§ Problem statement
Start to finish, reproduce the records below with nothing missing.

╭──

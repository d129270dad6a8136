//! Load the fact table from loss_experience.csv

use super::writer::FACT_COLUMNS;
use super::{Dataset, LossRecord};
use crate::error::{DashboardError, Result};
use chrono::NaiveDate;
use csv::{Position, Reader, StringRecord};
use std::fs::File;
use std::io::ErrorKind;
use std::path::Path;

/// Raw CSV row matching loss_experience.csv columns
#[derive(Debug, serde::Deserialize)]
struct CsvRow {
    period: String,
    business_line: String,
    region: String,
    earned_premium: f64,
    incurred_loss: f64,
    developed_loss: f64,
}

impl CsvRow {
    fn to_record(self, line: u64) -> Result<LossRecord> {
        let malformed = |message: String| DashboardError::Malformed { line, message };

        let period = NaiveDate::parse_from_str(&self.period, "%Y-%m-%d")
            .map_err(|e| malformed(format!("invalid period '{}': {}", self.period, e)))?;

        if self.business_line.trim().is_empty() || self.region.trim().is_empty() {
            return Err(malformed("business_line and region must not be blank".to_string()));
        }

        for (name, value) in [
            ("earned_premium", self.earned_premium),
            ("incurred_loss", self.incurred_loss),
            ("developed_loss", self.developed_loss),
        ] {
            if !value.is_finite() || value < 0.0 {
                return Err(malformed(format!("{} must be a non-negative number, got {}", name, value)));
            }
        }

        if self.developed_loss < self.incurred_loss {
            return Err(malformed(format!(
                "developed_loss {} is below incurred_loss {}",
                self.developed_loss, self.incurred_loss
            )));
        }

        Ok(LossRecord {
            period,
            business_line: self.business_line,
            region: self.region,
            earned_premium: self.earned_premium,
            incurred_loss: self.incurred_loss,
            developed_loss: self.developed_loss,
        })
    }
}

/// Load the fact table from a CSV file, failing fast on a missing or bad file
pub fn load_dataset<P: AsRef<Path>>(path: P) -> Result<Dataset> {
    let path = path.as_ref();
    let file = File::open(path).map_err(|e| match e.kind() {
        ErrorKind::NotFound => DashboardError::MissingData { path: path.to_path_buf() },
        _ => DashboardError::Io(e),
    })?;
    let dataset = load_dataset_from_reader(file)?;
    log::info!("Loaded {} rows from {}", dataset.len(), path.display());
    Ok(dataset)
}

/// Load the fact table from any reader (e.g., string buffer, network stream)
pub fn load_dataset_from_reader<R: std::io::Read>(reader: R) -> Result<Dataset> {
    let mut csv_reader = Reader::from_reader(reader);
    let headers = csv_reader.headers()?.clone();
    check_header(&headers)?;

    let mut records = Vec::new();
    let mut raw = StringRecord::new();
    loop {
        match csv_reader.read_record(&mut raw) {
            Ok(true) => {}
            Ok(false) => break,
            Err(e) => {
                return Err(DashboardError::Malformed {
                    line: line_of(e.position()),
                    message: e.to_string(),
                })
            }
        }
        // Physical line the record starts on, so quoted newlines are counted
        let line = line_of(raw.position());
        let row: CsvRow = raw.deserialize(Some(&headers)).map_err(|e| DashboardError::Malformed {
            line,
            message: e.to_string(),
        })?;
        records.push(row.to_record(line)?);
    }

    Ok(Dataset::new(records))
}

/// The header row must name exactly the fact table columns, in order
fn check_header(headers: &StringRecord) -> Result<()> {
    if headers.is_empty() {
        return Err(DashboardError::Malformed {
            line: 1,
            message: "empty file: expected a header row".to_string(),
        });
    }
    if !headers.iter().map(str::trim).eq(FACT_COLUMNS) {
        return Err(DashboardError::Malformed {
            line: 1,
            message: format!(
                "unexpected header '{}', expected '{}'",
                headers.iter().collect::<Vec<_>>().join(","),
                FACT_COLUMNS.join(",")
            ),
        });
    }
    Ok(())
}

fn line_of(position: Option<&Position>) -> u64 {
    position.map_or(0, Position::line)
}

#[cfg(test)]
mod tests {
    use super::*;

    const HEADER: &str = "period,business_line,region,earned_premium,incurred_loss,developed_loss\n";

    #[test]
    fn test_load_from_reader() {
        let csv = format!("{}2024-01-01,Auto,East,1000.00,650.00,780.00\n", HEADER);
        let dataset = load_dataset_from_reader(csv.as_bytes()).unwrap();
        assert_eq!(dataset.len(), 1);

        let r = &dataset.records()[0];
        assert_eq!(r.period, NaiveDate::from_ymd_opt(2024, 1, 1).unwrap());
        assert_eq!(r.business_line, "Auto");
        assert_eq!(r.developed_loss, 780.0);
    }

    #[test]
    fn test_missing_file_is_reported() {
        let err = load_dataset("definitely/not/here.csv").unwrap_err();
        assert!(matches!(err, DashboardError::MissingData { .. }));
        assert!(err.to_string().contains("definitely/not/here.csv"));
    }

    #[test]
    fn test_bad_period_reports_line() {
        let csv = format!(
            "{}2024-01-01,Auto,East,1000,650,780\nJanuary,Auto,East,1000,650,780\n",
            HEADER
        );
        match load_dataset_from_reader(csv.as_bytes()) {
            Err(DashboardError::Malformed { line, .. }) => assert_eq!(line, 3),
            other => panic!("expected malformed error, got {:?}", other),
        }
    }

    #[test]
    fn test_non_numeric_amount_rejected() {
        let csv = format!("{}2024-01-01,Auto,East,lots,650,780\n", HEADER);
        assert!(matches!(
            load_dataset_from_reader(csv.as_bytes()),
            Err(DashboardError::Malformed { line: 2, .. })
        ));
    }

    #[test]
    fn test_developed_below_incurred_rejected() {
        let csv = format!("{}2024-01-01,Auto,East,1000,650,600\n", HEADER);
        let err = load_dataset_from_reader(csv.as_bytes()).unwrap_err();
        assert!(err.to_string().contains("below incurred_loss"));
    }

    #[test]
    fn test_missing_column_rejected() {
        let csv = "period,business_line,region,earned_premium,incurred_loss\n2024-01-01,Auto,East,1000,650\n";
        assert!(matches!(
            load_dataset_from_reader(csv.as_bytes()),
            Err(DashboardError::Malformed { line: 1, .. })
        ));
    }

    #[test]
    fn test_empty_input_rejected() {
        let err = load_dataset_from_reader("".as_bytes()).unwrap_err();
        assert!(matches!(err, DashboardError::Malformed { line: 1, .. }));
        assert!(err.to_string().contains("header"));
    }

    #[test]
    fn test_headerless_input_rejected() {
        let csv = "2024-01-01,Auto,East,1000.00,650.00,780.00\n";
        assert!(matches!(
            load_dataset_from_reader(csv.as_bytes()),
            Err(DashboardError::Malformed { line: 1, .. })
        ));
    }

    #[test]
    fn test_wrong_header_without_rows_rejected() {
        assert!(matches!(
            load_dataset_from_reader("foo,bar\n".as_bytes()),
            Err(DashboardError::Malformed { line: 1, .. })
        ));
    }

    #[test]
    fn test_header_only_loads_empty() {
        let dataset = load_dataset_from_reader(HEADER.as_bytes()).unwrap();
        assert!(dataset.is_empty());
    }

    #[test]
    fn test_line_number_counts_quoted_newlines() {
        let csv = format!(
            "{}2024-01-01,\"Commercial\nAuto\",East,1000,650,780\n2024-02-01,Auto,East,1000,650,600\n",
            HEADER
        );
        match load_dataset_from_reader(csv.as_bytes()) {
            Err(DashboardError::Malformed { line, .. }) => assert_eq!(line, 4),
            other => panic!("expected malformed error, got {:?}", other),
        }
    }

    #[test]
    fn test_ragged_row_reports_line() {
        let csv = format!("{}2024-01-01,Auto,East,1000,650,780\n2024-02-01,Auto\n", HEADER);
        match load_dataset_from_reader(csv.as_bytes()) {
            Err(DashboardError::Malformed { line, .. }) => assert_eq!(line, 3),
            other => panic!("expected malformed error, got {:?}", other),
        }
    }
}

╰──

§ Solution
repository d129270dad6a8136
//! Load the fact table from loss_experience.csv

use super::writer::FACT_COLUMNS;
use super::{Dataset, LossRecord};
use crate::error::{DashboardError, Result};
use chrono::NaiveDate;
use csv::{Position, Reader, StringRecord};
use std::fs::File;
use std::io::ErrorKind;
use std::path::Path;

/// Raw CSV row matching loss_experience.csv columns
#[derive(Debug, serde::Deserialize)]
struct CsvRow {
    period: String,
    business_line: String,
    region: String,
    earned_premium: f64,
    incurred_loss: f64,
    developed_loss: f64,
}

impl CsvRow {
    fn to_record(self, line: u64) -> Result<LossRecord> {
        let malformed = |message: String| DashboardError::Malformed { line, message };

        let period = NaiveDate::parse_from_str(&self.period, "%Y-%m-%d")
            .map_err(|e| malformed(format!("invalid period '{}': {}", self.period, e)))?;

        if self.business_line.trim().is_empty() || self.region.trim().is_empty() {
            return Err(malformed("business_line and region must not be blank".to_string()));
        }

        for (name, value) in [
            ("earned_premium", self.earned_premium),
            ("incurred_loss", self.incurred_loss),
            ("developed_loss", self.developed_loss),
        ] {
            if !value.is_finite() || value < 0.0 {
                return Err(malformed(format!("{} must be a non-negative number, got {}", name, value)));
            }
        }

        if self.developed_loss < self.incurred_loss {
            return Err(malformed(format!(
                "developed_loss {} is below incurred_loss {}",
                self.developed_loss, self.incurred_loss
            )));
        }

        Ok(LossRecord {
            period,
            business_line: self.business_line,
            region: self.region,
            earned_premium: self.earned_premium,
            incurred_loss: self.incurred_loss,
            developed_loss: self.developed_loss,
        })
    }
}

/// Load the fact table from a CSV file, failing fast on a missing or bad file
pub fn load_dataset<P: AsRef<Path>>(path: P) -> Result<Dataset> {
    let path = path.as_ref();
    let file = File::open(path).map_err(|e| match e.kind() {
        ErrorKind::NotFound => DashboardError::MissingData { path: path.to_path_buf() },
        _ => DashboardError::Io(e),
    })?;
    let dataset = load_dataset_from_reader(file)?;
    log::info!("Loaded {} rows from {}", dataset.len(), path.display());
    Ok(dataset)
}

/// Load the fact table from any reader (e.g., string buffer, network stream)
pub fn load_dataset_from_reader<R: std::io::Read>(reader: R) -> Result<Dataset> {
    let mut csv_reader = Reader::from_reader(reader);
    let headers = csv_reader.headers()?.clone();
    check_header(&headers)?;

    let mut records = Vec::new();
    let mut raw = StringRecord::new();
    loop {
        match csv_reader.read_record(&mut raw) {
            Ok(true) => {}
            Ok(false) => break,
            Err(e) => {
                return Err(DashboardError::Malformed {
                    line: line_of(e.position()),
                    message: e.to_string(),
                })
            }
        }
        // Physical line the record starts on, so quoted newlines are counted
        let line = line_of(raw.position());
        let row: CsvRow = raw.deserialize(Some(&headers)).map_err(|e| DashboardError::Malformed {
            line,
            message: e.to_string(),
        })?;
        records.push(row.to_record(line)?);
    }

    Ok(Dataset::new(records))
}

/// The header row must name exactly the fact table columns, in order
fn check_header(headers: &StringRecord) -> Result<()> {
    if headers.is_empty() {
        return Err(DashboardError::Malformed {
            line: 1,
            message: "empty file: expected a header row".to_string(),
        });
    }
    if !headers.iter().map(str::trim).eq(FACT_COLUMNS) {
        return Err(DashboardError::Malformed {
            line: 1,
            message: format!(
                "unexpected header '{}', expected '{}'",
                headers.iter().collect::<Vec<_>>().join(","),
                FACT_COLUMNS.join(",")
            ),
        });
    }
    Ok(())
}

fn line_of(position: Option<&Position>) -> u64 {
    position.map_or(0, Position::line)
}

#[cfg(test)]
mod tests {
    use super::*;

    const HEADER: &str = "period,business_line,region,earned_premium,incurred_loss,developed_loss\n";

    #[test]
    fn test_load_from_reader() {
        let csv = format!("{}2024-01-01,Auto,East,1000.00,650.00,780.00\n", HEADER);
        let dataset = load_dataset_from_reader(csv.as_bytes()).unwrap();
        assert_eq!(dataset.len(), 1);

        let r = &dataset.records()[0];
        assert_eq!(r.period, NaiveDate::from_ymd_opt(2024, 1, 1).unwrap());
        assert_eq!(r.business_line, "Auto");
        assert_eq!(r.developed_loss, 780.0);
    }

    #[test]
    fn test_missing_file_is_reported() {
        let err = load_dataset("definitely/not/here.csv").unwrap_err();
        assert!(matches!(err, DashboardError::MissingData { .. }));
        assert!(err.to_string().contains("definitely/not/here.csv"));
    }

    #[test]
    fn test_bad_period_reports_line() {
        let csv = format!(
            "{}2024-01-01,Auto,East,1000,650,780\nJanuary,Auto,East,1000,650,780\n",
            HEADER
        );
        match load_dataset_from_reader(csv.as_bytes()) {
            Err(DashboardError::Malformed { line, .. }) => assert_eq!(line, 3),
            other => panic!("expected malformed error, got {:?}", other),
        }
    }

    #[test]
    fn test_non_numeric_amount_rejected() {
        let csv = format!("{}2024-01-01,Auto,East,lots,650,780\n", HEADER);
        assert!(matches!(
            load_dataset_from_reader(csv.as_bytes()),
            Err(DashboardError::Malformed { line: 2, .. })
        ));
    }

    #[test]
    fn test_developed_below_incurred_rejected() {
        let csv = format!("{}2024-01-01,Auto,East,1000,650,600\n", HEADER);
        let err = load_dataset_from_reader(csv.as_bytes()).unwrap_err();
        assert!(err.to_string().contains("below incurred_loss"));
    }

    #[test]
    fn test_missing_column_rejected() {
        let csv = "period,business_line,region,earned_premium,incurred_loss\n2024-01-01,Auto,East,1000,650\n";
        assert!(matches!(
            load_dataset_from_reader(csv.as_bytes()),
            Err(DashboardError::Malformed { line: 1, .. })
        ));
    }

    #[test]
    fn test_empty_input_rejected() {
        let err = load_dataset_from_reader("".as_bytes()).unwrap_err();
        assert!(matches!(err, DashboardError::Malformed { line: 1, .. }));
        assert!(err.to_string().contains("header"));
    }

    #[test]
    fn test_headerless_input_rejected() {
        let csv = "2024-01-01,Auto,East,1000.00,650.00,780.00\n";
        assert!(matches!(
            load_dataset_from_reader(csv.as_bytes()),
            Err(DashboardError::Malformed { line: 1, .. })
        ));
    }

    #[test]
    fn test_wrong_header_without_rows_rejected() {
        assert!(matches!(
            load_dataset_from_reader("foo,bar\n".as_bytes()),
            Err(DashboardError::Malformed { line: 1, .. })
        ));
    }

    #[test]
    fn test_header_only_loads_empty() {
        let dataset = load_dataset_from_reader(HEADER.as_bytes()).unwrap();
        assert!(dataset.is_empty());
    }

    #[test]
    fn test_line_number_counts_quoted_newlines() {
        let csv = format!(
            "{}2024-01-01,\"Commercial\nAuto\",East,1000,650,780\n2024-02-01,Auto,East,1000,650,600\n",
            HEADER
        );
        match load_dataset_from_reader(csv.as_bytes()) {
            Err(DashboardError::Malformed { line, .. }) => assert_eq!(line, 4),
            other => panic!("expected malformed error, got {:?}", other),
        }
    }

    #[test]
    fn test_ragged_row_reports_line() {
        let csv = format!("{}2024-01-01,Auto,East,1000,650,780\n2024-02-01,Auto\n", HEADER);
        match load_dataset_from_reader(csv.as_bytes()) {
            Err(DashboardError::Malformed { line, .. }) => assert_eq!(line, 3),
            other => panic!("expected malformed error, got {:?}", other),
        }
    }
}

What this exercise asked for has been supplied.